• ASSIGNMENT:
Please copy each line in the records below that contains the string "derive".

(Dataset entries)
+ + + + +

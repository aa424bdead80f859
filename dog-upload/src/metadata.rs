use reqwest::{Client, StatusCode};
use std::sync::atomic::{AtomicUsize, Ordering};
use std::sync::Arc;
use tracing::debug;

use crate::config::BucketConfig;

const ATTRIBUTES_PATH: &str = "/computeMetadata/v1/instance/attributes/";
const TOKEN_PATH: &str = "/computeMetadata/v1/instance/service-accounts/default/token";

/// Project id attribute
pub const PROJECT_KEY: &str = "gae_project";

/// Deployment (backend) name attribute
pub const BACKEND_NAME_KEY: &str = "gae_backend_name";

/// Client for the platform metadata service.
///
/// Lookups never fail: off-platform, on transport errors, on non-200 statuses
/// and on empty bodies the supplied fallback is returned.
#[derive(Debug, Clone)]
pub struct MetadataClient {
    client: Client,
    host: String,
    enabled: bool,
    requests: Arc<AtomicUsize>,
}

#[derive(Debug, serde::Deserialize)]
pub(crate) struct AccessToken {
    pub access_token: String,
    pub expires_in: i64,
}

impl MetadataClient {
    pub fn new(client: Client, config: &BucketConfig) -> Self {
        Self {
            client,
            host: config.metadata_host.trim_end_matches('/').to_string(),
            enabled: config.on_platform,
            requests: Arc::new(AtomicUsize::new(0)),
        }
    }

    pub fn is_enabled(&self) -> bool {
        self.enabled
    }

    /// Number of requests issued to the metadata service so far
    pub fn request_count(&self) -> usize {
        self.requests.load(Ordering::SeqCst)
    }

    /// Look up an instance attribute, resolving to `fallback` when unavailable
    pub async fn attribute(&self, key: &str, fallback: &str) -> String {
        if !self.enabled {
            return fallback.to_string();
        }

        let url = format!("{}{}{}", self.host, ATTRIBUTES_PATH, key);
        match self.fetch(&url).await {
            Some(value) if !value.is_empty() => value,
            _ => {
                debug!(key, fallback, "metadata attribute unavailable, using fallback");
                fallback.to_string()
            }
        }
    }

    /// Default service account token, if the platform provides one
    pub(crate) async fn access_token(&self) -> Option<AccessToken> {
        if !self.enabled {
            return None;
        }
        let url = format!("{}{}", self.host, TOKEN_PATH);
        let body = self.fetch(&url).await?;
        serde_json::from_str(&body).ok()
    }

    async fn fetch(&self, url: &str) -> Option<String> {
        self.requests.fetch_add(1, Ordering::SeqCst);

        let response = match self
            .client
            .get(url)
            .header("Metadata-Flavor", "Google")
            .send()
            .await
        {
            Ok(response) => response,
            Err(e) => {
                debug!(url, error = %e, "metadata request failed");
                return None;
            }
        };

        if response.status() != StatusCode::OK {
            debug!(url, status = %response.status(), "metadata request rejected");
            return None;
        }

        response.text().await.ok()
    }
}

+ + + + +

• SOLUTION TO THIS EXERCISE:
#[derive(Debug, Clone)]
#[derive(Debug, serde::Deserialize)]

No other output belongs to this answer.